Streik bei Ford in Köln: Der erste in der Geschichte – und ein Weckruf für Autohersteller
Die Kölner Werke des Automobilherstellers Ford erleben derzeit eine historische Zäsur: Erstmals seit ihrer Gründung vor fast 100 Jahren hat ein von der IG Metall initiierter Streik die Produktionshalle des Unternehmens weitgehend zum Stillstand gebracht. Der Arbeitskampf entstand als Reaktion auf die geplanten Streichungen von 2.900 Stellen bis 2027. Angesichts des drohenden Arbeitsplatzverlusts erhebt die Gewerkschaft hohe Forderungen nach Abfindungen und einer strategischen Kurskorrektur. Dabei sind betriebsbedingte Kündigungen bis 2032 vertraglich ausgeschlossen, was die Protestbewegung nicht zu beruhigen vermochte.
Bereits in den frühen Morgenstunden des Streiktages errichtete die IG Metall Streikposten vor den Werkstoren, was zum vollständigen Erliegen der Frühschichten führte.
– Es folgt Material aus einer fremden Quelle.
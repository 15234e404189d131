use thiserror::Error;

#[derive(Debug, Error)]
pub enum ModelError {
    #[error("validation error: {0}")]
    Validation(String),
    #[error("conflict: {0}")]
    Conflict(String),
    #[error("database error: {0}")]
    Db(String),
}

impl ModelError {
    pub fn db(e: sea_orm::DbErr) -> Self { Self::Db(e.to_string()) }
}
//! Create `contact` table.
//! Rows are appended by the public contact form; only admins change `status`.
use sea_orm_migration::{prelude::*, schema::*};

#[derive(DeriveMigrationName)]
pub struct Migration;

#[async_trait::async_trait]
impl MigrationTrait for Migration {
    async fn up(&self, manager: &SchemaManager) -> Result<(), DbErr> {
        manager
            .create_table(
                Table::create()
                    .table(Contact::Table)
                    .if_not_exists()
                    .col(pk_auto(Contact::Id))
                    .col(string_len(Contact::FullName, 100).not_null())
                    .col(string_len(Contact::Email, 254).not_null())
                    .col(string_len(Contact::PhoneNumber, 20).not_null())
                    .col(text(Contact::Message).not_null())
                    .col(string_len(Contact::Status, 20).default("new"))
                    .col(text(Contact::AdminNotes).default(""))
                    .col(timestamp_with_time_zone(Contact::CreatedAt).not_null())
                    .col(timestamp_with_time_zone(Contact::UpdatedAt).not_null())
                    .to_owned(),
            )
            .await
    }

    async fn down(&self, manager: &SchemaManager) -> Result<(), DbErr> {
        manager.drop_table(Table::drop().table(Contact::Table).to_owned()).await
    }
}

#[derive(DeriveIden)]
enum Contact {
    Table,
    Id,
    FullName,
    Email,
    PhoneNumber,
    Message,
    Status,
    AdminNotes,
    CreatedAt,
    UpdatedAt,
}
David Lüdtke, der Sprecher der IG Metall bei Ford Köln, betonte den totalen Stillstand sämtlicher Abteilungen, von der Fertigung bis hin zur Verwaltung. Ausnahmen gelten lediglich für bestimmte Mitarbeiter, die über ein Notdienst-Tor Zugang haben. Die Arbeitsniederlegung soll nur temporär sein, am kommenden Donnerstagmorgen nach den letzten Nachtschichten wird der Betrieb planmäßig wiederaufgenommen.
Den Auftakt zu diesem Streik bildet eine eindrucksvolle Urabstimmung von Anfang Mai, bei der sich 93,5 Prozent der IG-Metall-Mitglieder bei Ford für einen Arbeitskampf aussprachen. Der Betriebsratsposten Benjamin Gruschka unterstrich den zunehmenden Druck auf die Unternehmensführung und deutete an, dass ohne substanzielles Entgegenkommen weitere Arbeitskämpfe folgen könnten. Besonders alarmierend für die Mitarbeitenden ist die kürzlich gekündigte Patronatserklärung der US-Muttergesellschaft, die wirtschaftliche Unsicherheit mit einer möglichen Insolvenz der Ford-Werke GmbH befeuerte.
Die politischen Wogen gehen ebenfalls hoch, denn Jochen Ott, SPD-Fraktionsvorsitzender im NRW-Landtag, kritisierte öffentlich den Umgang der Ford-Leitung mit ihren Beschäftigen. Er forderte angemessene soziale Kompensationsangebote für Angestellte, deren Stellen gefährdet sind. Während Ford in der Zwischenzeit seine Produktion auf Elektroautos umgestellt hat, bleibt der Erfolg im Bereich der E-Mobilität hinter den Erwartungen zurück. Daher ist die betriebliche Unsicherheit in Köln weiterhin ein Thema von höchster Brisanz.
Ein kleiner Hoffnungsschimmer am Markt zeigt sich jedoch: Trotz des rückläufigen Marktanteils von Ford in Deutschland stiegen die Zulassungszahlen im April um 15,2 Prozent gegenüber dem Vorjahr. Der aktuelle Streik ist nicht nur ein bedeutender arbeitsrechtlicher Einschnitt bei Ford, sondern könnte als Weckruf für die gesamte Automobilindustrie fungieren, die sich den Herausforderungen der Transformation und der sozialverantwortlichen Mitarbeiterpolitik stellen muss.